• **Given records**:
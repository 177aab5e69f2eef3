#![deny(clippy::unwrap_used, clippy::expect_used, clippy::panic)]

use std::{borrow::Borrow, fs, path::Path};

use itertools::Itertools;
use log::debug;
use util::error::{XWordError, XWordResult};

/// A de-duplicated, canonicalized list of candidate words.
#[derive(Clone, Debug, Default, PartialEq, Eq)]
pub struct WordList {
  words: Vec<String>,
}

impl WordList {
  fn canonicalize_word(word: &str) -> String {
    word.to_uppercase()
  }

  fn parse_line(line_number: usize, line: &str) -> XWordResult<Option<String>> {
    let word = line.trim();
    if word.is_empty() {
      return Ok(None);
    }
    if word.chars().any(char::is_whitespace) {
      return Err(
        XWordError::Parse(format!(
          "Line {}: \"{word}\" contains whitespace",
          line_number + 1
        ))
        .into(),
      );
    }

    Ok(Some(Self::canonicalize_word(word)))
  }

  /// Parses one word per line. Blank lines are skipped, words are upper-cased
  /// and duplicates collapse.
  pub fn parse<S>(lines: impl IntoIterator<Item = S>) -> XWordResult<Self>
  where
    S: Borrow<str>,
  {
    let words: Vec<_> = lines
      .into_iter()
      .enumerate()
      .map(|(line_number, line)| Self::parse_line(line_number, line.borrow()))
      .flatten_ok()
      .collect::<XWordResult<_>>()?;

    Ok(Self::from_words(words))
  }

  pub fn from_words(words: impl IntoIterator<Item = String>) -> Self {
    Self { words: words.into_iter().sorted().dedup().collect() }
  }

  pub fn from_file(path: impl AsRef<Path>) -> XWordResult<Self> {
    let path = path.as_ref();
    let contents = fs::read_to_string(path)
      .map_err(|err| XWordError::Parse(format!("Failed to read {}: {err}", path.display())))?;
    let list = Self::parse(contents.lines())?;
    debug!("Loaded {} words from {}", list.len(), path.display());
    Ok(list)
  }

  pub fn words(&self) -> impl Iterator<Item = &str> {
    self.words.iter().map(|word| word.as_str())
  }

  pub fn len(&self) -> usize {
    self.words.len()
  }

  pub fn is_empty(&self) -> bool {
    self.words.is_empty()
  }

  pub fn longest(&self) -> Option<&str> {
    self
      .words()
      .max_by_key(|word| word.chars().count())
  }
}

impl IntoIterator for WordList {
  type Item = String;
  type IntoIter = std::vec::IntoIter<String>;

  fn into_iter(self) -> Self::IntoIter {
    self.words.into_iter()
  }
}

#[cfg(test)]
mod tests {
  #![allow(clippy::unwrap_used, clippy::expect_used, clippy::panic)]

  use googletest::prelude::*;

  use super::WordList;

  #[gtest]
  fn test_parse_canonicalizes() {
    let list = WordList::parse("cat\n  Dog \n\nCAT\n".lines()).unwrap();
    expect_that!(list.words().collect::<Vec<_>>(), container_eq(["CAT", "DOG"]));
    expect_eq!(list.len(), 2);
  }

  #[gtest]
  fn test_parse_rejects_inner_whitespace() {
    expect_that!(
      WordList::parse(["ok", "not ok"]),
      err(displays_as(contains_substring("Line 2")))
    );
  }

  #[gtest]
  fn test_empty() {
    let list = WordList::parse(["", "   "]).unwrap();
    expect_true!(list.is_empty());
    expect_that!(list.longest(), none());
  }

  #[gtest]
  fn test_longest() {
    let list = WordList::from_words(["AB", "ABCD", "ABC"].map(str::to_owned));
    expect_that!(list.longest(), some(eq("ABCD")));
  }

  #[gtest]
  fn test_missing_file() {
    expect_that!(
      WordList::from_file("/nonexistent/words.txt"),
      err(displays_as(contains_substring("Failed to read")))
    );
  }
}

• **To do**: Give a count of the lines above that include the word "XWordResult", and add nothing to it.

• **Answer space**: 5